[Records for this task — start]
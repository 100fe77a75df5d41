mod prettify;
mod preview;
mod renderer;
mod scanner;
mod types;

use clap::Parser;
use colored::Colorize;
use std::fs;
use std::io;
use std::path::{Path, PathBuf};

#[derive(Parser, Debug)]
#[command(version, about, long_about = None)]
struct Args {
    /// Directory to scan for report files
    #[arg(default_value = ".")]
    directory: String,
}

fn main() {
    env_logger::init();
    let args = Args::parse();

    match generate_index(Path::new(&args.directory)) {
        Ok(out_path) => println!("{} {}", "Wrote".green(), out_path.display()),
        Err(e) => {
            eprintln!("Error: {e}");
            std::process::exit(1);
        }
    }
}

/// Runs the whole pipeline against one directory: scan, render, write.
/// Returns the path of the generated index. Any failure aborts the run;
/// the output file is only touched once the full document exists.
fn generate_index(dir: &Path) -> io::Result<PathBuf> {
    let entries = scanner::scan_reports(dir)?;
    log::info!("indexed {} report files in {}", entries.len(), dir.display());

    let html = renderer::render_index(&entries);
    let out_path = dir.join(types::OUTPUT_FILENAME);
    fs::write(&out_path, html)?;

    Ok(out_path)
}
[Records for this task — finish]
(The task)
Print the data above again, with nothing altered and nothing left out.

(Response)
repository 100fe77a75df5d41
mod prettify;
mod preview;
mod renderer;
mod scanner;
mod types;

use clap::Parser;
use colored::Colorize;
use std::fs;
use std::io;
use std::path::{Path, PathBuf};

#[derive(Parser, Debug)]
#[command(version, about, long_about = None)]
struct Args {
    /// Directory to scan for report files
    #[arg(default_value = ".")]
    directory: String,
}

fn main() {
    env_logger::init();
    let args = Args::parse();

    match generate_index(Path::new(&args.directory)) {
        Ok(out_path) => println!("{} {}", "Wrote".green(), out_path.display()),
        Err(e) => {
            eprintln!("Error: {e}");
            std::process::exit(1);
        }
    }
}

/// Runs the whole pipeline against one directory: scan, render, write.
/// Returns the path of the generated index. Any failure aborts the run;
/// the output file is only touched once the full document exists.
fn generate_index(dir: &Path) -> io::Result<PathBuf> {
    let entries = scanner::scan_reports(dir)?;
    log::info!("indexed {} report files in {}", entries.len(), dir.display());

    let html = renderer::render_index(&entries);
    let out_path = dir.join(types::OUTPUT_FILENAME);
    fs::write(&out_path, html)?;

    Ok(out_path)
}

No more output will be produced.